Figure 1

Identification of genes associated with long upstream antisense transcripts in DN thymocytes. A) Heatmap showing the Total RNA-seq signal from ΔRag (DN) thymocytes (SoliD platform) found in the 5 kb region surrounding the TSS of all non-overlapping Refseq genes. Signal was computed based on the number of reads per 100 bp binned regions originated from either the antisense or sense strand with respect to gene orientation (left and right panels, respectively). The heatmap is ordered according to the antisense signal for the [-5 kb; 0] region. The threshold for significantly expressed antisense transcripts is shown by a dotted line (see Methods section). B) Examples of genes associated with LUAT in ΔRag thymocytes.

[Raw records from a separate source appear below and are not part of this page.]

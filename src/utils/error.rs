//! Error types for the wikireel pipeline
//!
//! This module defines the domain error types used throughout the application.

use thiserror::Error;

/// Errors that can occur while talking to the Wikipedia API
#[derive(Error, Debug)]
pub enum FetchError {
    /// HTTP request error
    #[error("HTTP request failed: {0}")]
    Http(#[from] reqwest::Error),

    /// Server answered with a non-success status code
    #[error("Server error: {0}")]
    ServerError(u16),

    /// Request timeout
    #[error("Request timeout")]
    Timeout,

    /// Response body did not have the expected shape
    #[error("Decoding error: {0}")]
    Decode(String),

    /// Invalid URL
    #[error("Invalid URL: {0}")]
    InvalidUrl(String),
}

impl FetchError {
    /// Map a reqwest error, keeping timeouts distinguishable
    pub fn from_reqwest(err: reqwest::Error) -> Self {
        if err.is_timeout() {
            Self::Timeout
        } else {
            Self::Http(err)
        }
    }
}

/// Reasons a sampled candidate does not make it into the output
#[derive(Error, Debug, Clone, PartialEq, Eq)]
pub enum SkipReason {
    /// Page is missing or has no page id
    #[error("page missing")]
    MissingPage,

    /// Extract is empty
    #[error("no summary available")]
    NoSummary,

    /// No jpg/png/jpeg image resolved to a URL
    #[error("no qualifying image")]
    NoImage,

    /// Embedding provider failed or returned an empty vector
    #[error("embedding unavailable")]
    NoEmbedding,

    /// Page was already collected during this run
    #[error("duplicate page")]
    Duplicate,
}

/// General crawler errors
#[derive(Error, Debug)]
pub enum CrawlerError {
    /// Fetch error
    #[error("Fetch error: {0}")]
    Fetch(#[from] FetchError),

    /// Candidate was dropped
    #[error("Candidate skipped: {0}")]
    Skipped(SkipReason),

    /// Crawl limits make no progress possible
    #[error("Invalid crawl limits: {0}")]
    InvalidLimits(String),
}

/// Errors returned by the hosted vendor APIs (embedding, LLM, TTS, upload,
/// summarization service)
#[derive(Error, Debug)]
pub enum ProviderError {
    /// Transport-level failure
    #[error("{provider} request failed: {source}")]
    Http {
        provider: &'static str,
        #[source]
        source: reqwest::Error,
    },

    /// Non-success HTTP status
    #[error("{provider} returned status {status}: {body}")]
    Status {
        provider: &'static str,
        status: u16,
        body: String,
    },

    /// Response did not contain what we needed
    #[error("{provider} returned an invalid response: {message}")]
    InvalidResponse {
        provider: &'static str,
        message: String,
    },

    /// A credential needed to call the provider is not configured
    #[error("{provider} credential missing: {name}")]
    MissingCredential {
        provider: &'static str,
        name: &'static str,
    },
}

impl ProviderError {
    /// Wrap a reqwest error for the given provider
    pub fn http(provider: &'static str, source: reqwest::Error) -> Self {
        Self::Http { provider, source }
    }

    /// Build an invalid-response error
    pub fn invalid(provider: &'static str, message: impl Into<String>) -> Self {
        Self::InvalidResponse {
            provider,
            message: message.into(),
        }
    }

    /// Build a missing-credential error
    pub fn missing(provider: &'static str, name: &'static str) -> Self {
        Self::MissingCredential { provider, name }
    }

    /// Turn a non-success response into an error, consuming its body
    pub async fn from_response(provider: &'static str, response: reqwest::Response) -> Self {
        let status = response.status().as_u16();
        let body = response.text().await.unwrap_or_default();
        Self::Status {
            provider,
            status,
            body,
        }
    }
}

/// Errors from the summarize → speak → upload chain
#[derive(Error, Debug)]
pub enum ServiceError {
    /// A vendor call failed
    #[error(transparent)]
    Provider(#[from] ProviderError),

    /// The LLM produced no text
    #[error("empty summary")]
    EmptySummary,

    /// The speech synthesizer returned no audio
    #[error("empty audio stream")]
    EmptyAudio,
}

/// Errors raised by the article repositories
#[derive(Error, Debug)]
pub enum StorageError {
    /// PostgreSQL error
    #[error("PostgreSQL error: {0}")]
    Postgres(#[from] tokio_postgres::Error),

    /// Connection pool error
    #[error("Connection pool error: {0}")]
    Pool(String),

    /// REST gateway error
    #[error("REST gateway error: {0}")]
    Rest(#[from] ProviderError),

    /// Row could not be serialized
    #[error("Serialization error: {0}")]
    Serialization(#[from] serde_json::Error),

    /// Backend not configured
    #[error("No article store configured: {0}")]
    NotConfigured(String),
}

impl From<deadpool_postgres::PoolError> for StorageError {
    fn from(err: deadpool_postgres::PoolError) -> Self {
        Self::Pool(err.to_string())
    }
}

impl From<deadpool_postgres::CreatePoolError> for StorageError {
    fn from(err: deadpool_postgres::CreatePoolError) -> Self {
        Self::Pool(err.to_string())
    }
}
//! Common test utilities

#![allow(dead_code)]

use std::sync::atomic::{AtomicUsize, Ordering};
use std::sync::Arc;
use std::time::Duration;

use async_trait::async_trait;
use bytes::Bytes;
use serde_json::{json, Value};
use wiremock::matchers::{method, path, query_param};
use wiremock::{Mock, MockServer, ResponseTemplate};

use wikireel::audio::{AudioSummaryProvider, AudioSummaryRequest};
use wikireel::config::CrawlConfig;
use wikireel::crawler::fetcher::WikiClient;
use wikireel::crawler::WikiCrawler;
use wikireel::embedding::Embedder;
use wikireel::llm::TextSummarizer;
use wikireel::media::AudioUploader;
use wikireel::models::{Article, ArticleData, AudioData, TopicCategory};
use wikireel::tts::SpeechSynthesizer;
use wikireel::utils::error::ProviderError;

pub const API_PATH: &str = "/w/api.php";
pub const ARTICLE_BASE: &str = "https://en.wikipedia.org/wiki/";

/// Create a test article with default values
pub fn create_test_article(id: i64) -> Article {
    Article {
        article_id: id,
        article_data: ArticleData {
            article_image: format!("https://upload.wikimedia.org/{id}.jpg"),
            article_summary: "A test summary.".to_string(),
            article_sub_tag: "Physics".to_string(),
            article_heading: format!("Article {id}"),
            article_link: format!("{ARTICLE_BASE}Article_{id}"),
        },
        article_embedding: vec![0.1, 0.2, 0.3],
        audio_data: Some(sample_audio_data()),
        tags: ["Physics & Chemistry".to_string(), "Physics".to_string()],
    }
}

/// Upload metadata as the object store returns it
pub fn sample_audio_data() -> AudioData {
    AudioData {
        file_url: "https://res.cloudinary.com/demo/video/upload/v1/summary_audio_files/a.mp3"
            .to_string(),
        file_public_id: Some("summary_audio_files/a".to_string()),
        file_format: Some("mp3".to_string()),
        duration: Some(11.2),
        file_size: Some(44_912),
        technical: Some(json!({"codec": "mp3", "frequency": 22050})),
    }
}

// ============================================================================
// Fake providers
// ============================================================================

/// Embedder returning a fixed vector, failing for listed headings
#[derive(Default)]
pub struct StaticEmbedder {
    pub fail_for: Vec<String>,
    pub calls: AtomicUsize,
}

impl StaticEmbedder {
    pub fn failing_for(titles: &[&str]) -> Self {
        Self {
            fail_for: titles.iter().map(|t| t.to_string()).collect(),
            calls: AtomicUsize::new(0),
        }
    }
}

#[async_trait]
impl Embedder for StaticEmbedder {
    async fn embed(&self, text: &str) -> Result<Vec<f32>, ProviderError> {
        self.calls.fetch_add(1, Ordering::SeqCst);
        let input: Value = serde_json::from_str(text)
            .map_err(|e| ProviderError::invalid("static", e.to_string()))?;
        let heading = input["heading"].as_str().unwrap_or_default();
        if self.fail_for.iter().any(|t| t == heading) {
            return Err(ProviderError::Status {
                provider: "static",
                status: 500,
                body: "embedding backend down".to_string(),
            });
        }
        Ok(vec![0.25; 8])
    }
}

/// Audio provider that always succeeds or always fails
pub struct StaticAudio {
    pub fail: bool,
    pub requests: std::sync::Mutex<Vec<AudioSummaryRequest>>,
}

impl StaticAudio {
    pub fn ok() -> Self {
        Self {
            fail: false,
            requests: Default::default(),
        }
    }

    pub fn failing() -> Self {
        Self {
            fail: true,
            requests: Default::default(),
        }
    }
}

#[async_trait]
impl AudioSummaryProvider for StaticAudio {
    async fn audio_summary(
        &self,
        request: &AudioSummaryRequest,
    ) -> Result<Option<AudioData>, ProviderError> {
        self.requests.lock().unwrap().push(request.clone());
        if self.fail {
            return Err(ProviderError::Status {
                provider: "static",
                status: 502,
                body: String::new(),
            });
        }
        Ok(Some(sample_audio_data()))
    }
}

/// Summarizer returning fixed text (empty means "nothing generated")
pub struct StaticSummarizer(pub Result<String, ()>);

#[async_trait]
impl TextSummarizer for StaticSummarizer {
    async fn summarize(&self, _title: &str, _description: &str) -> Result<String, ProviderError> {
        self.0
            .clone()
            .map_err(|_| ProviderError::invalid("static", "llm unavailable"))
    }
}

/// Synthesizer returning fixed bytes
pub struct StaticSpeech(pub &'static [u8]);

#[async_trait]
impl SpeechSynthesizer for StaticSpeech {
    async fn synthesize(&self, _text: &str) -> Result<Bytes, ProviderError> {
        Ok(Bytes::from_static(self.0))
    }
}

/// Uploader returning [`sample_audio_data`]
pub struct StaticUploader;

#[async_trait]
impl AudioUploader for StaticUploader {
    async fn upload(&self, _audio: Bytes, _file_name: &str) -> Result<AudioData, ProviderError> {
        Ok(sample_audio_data())
    }
}

// ============================================================================
// Wikipedia mock helpers
// ============================================================================

pub fn wiki_client(server: &MockServer) -> WikiClient {
    WikiClient::with_settings(
        &format!("{}{API_PATH}", server.uri()),
        "wikireel-tests/1.0",
        1000,
        Duration::from_secs(5),
    )
    .unwrap()
}

/// Crawl limits over a single topic, seeded
pub fn single_topic_config(subcategory: &str) -> CrawlConfig {
    CrawlConfig {
        seed: Some(7),
        max_attempts: 3,
        categories: vec![TopicCategory::new("Physics & Chemistry", &[subcategory])],
        ..Default::default()
    }
}

pub fn crawler(
    server: &MockServer,
    config: CrawlConfig,
    embedder: Arc<dyn Embedder>,
    audio: Arc<dyn AudioSummaryProvider>,
) -> WikiCrawler {
    WikiCrawler::new(wiki_client(server), embedder, audio, config, ARTICLE_BASE).unwrap()
}

pub async fn mount_category(server: &MockServer, subcategory: &str, members: &[(i64, &str)]) {
    let members: Vec<Value> = members
        .iter()
        .map(|(id, title)| json!({"pageid": id, "ns": 0, "title": title}))
        .collect();

    Mock::given(method("GET"))
        .and(path(API_PATH))
        .and(query_param("list", "categorymembers"))
        .and(query_param("cmtitle", format!("Category:{subcategory}")))
        .respond_with(ResponseTemplate::new(200).set_body_json(json!({
            "batchcomplete": true,
            "query": {"categorymembers": members}
        })))
        .mount(server)
        .await;
}

pub async fn mount_page(
    server: &MockServer,
    page_id: i64,
    title: &str,
    extract: &str,
    images: &[&str],
) {
    let images: Vec<Value> = images
        .iter()
        .map(|t| json!({"ns": 6, "title": t}))
        .collect();

    Mock::given(method("GET"))
        .and(path(API_PATH))
        .and(query_param("prop", "extracts|images"))
        .and(query_param("titles", title))
        .respond_with(ResponseTemplate::new(200).set_body_json(json!({
            "batchcomplete": true,
            "query": {"pages": [{
                "pageid": page_id,
                "ns": 0,
                "title": title,
                "extract": extract,
                "images": images
            }]}
        })))
        .mount(server)
        .await;
}

pub async fn mount_image(server: &MockServer, file_title: &str, url: &str) {
    Mock::given(method("GET"))
        .and(path(API_PATH))
        .and(query_param("prop", "imageinfo"))
        .and(query_param("titles", file_title))
        .respond_with(ResponseTemplate::new(200).set_body_json(json!({
            "batchcomplete": true,
            "query": {"pages": [{
                "ns": 6,
                "title": file_title,
                "imageinfo": [{"url": url}]
            }]}
        })))
        .mount(server)
        .await;
}

/// A page with one resolvable `.jpg`
pub async fn mount_good_page(server: &MockServer, page_id: i64, title: &str) {
    let file = format!("File:{}.jpg", title.replace(' ', "_"));
    mount_page(server, page_id, title, &format!("{title} is a test page."), &[&file]).await;
    mount_image(
        server,
        &file,
        &format!("https://upload.wikimedia.org/wikipedia/commons/{page_id}.jpg"),
    )
    .await;
}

The Total and PolyA RNA-seq signals for the plus and minus strands are shown. Arrows indicate transcript orientation. The scales and genomic coordinates are shown on the left and top of each panel, respectively. Note that the scales were independently fixed for the plus and minus strands in order to properly visualize sense and antisense transcripts. C) Average profiles of PolyA- RNA-seq signal in ΔRag thymocytes for LUAT-associated genes (red line) and a control set of similarly expressed genes (black line). Signals corresponding to the orientation of the coding genes are represented as positive values while antisense signals as negative values. D) Histogram of the positions of 5′ end of LUATs relative to the TSS of their associated coding-genes. E) Distribution of expression of all coding genes (red), LUAT-associated genes (green) and LUATs (blue) in ΔRag thymocytes. F) Number of LUAT-associated genes in each expression quartile of all coding genes (Q1 = 3.05e-6 FPKM; Q2 = 0.013 FPKM; Q3 = 1.99 FPKM). The red line indicates the expected (random) distribution.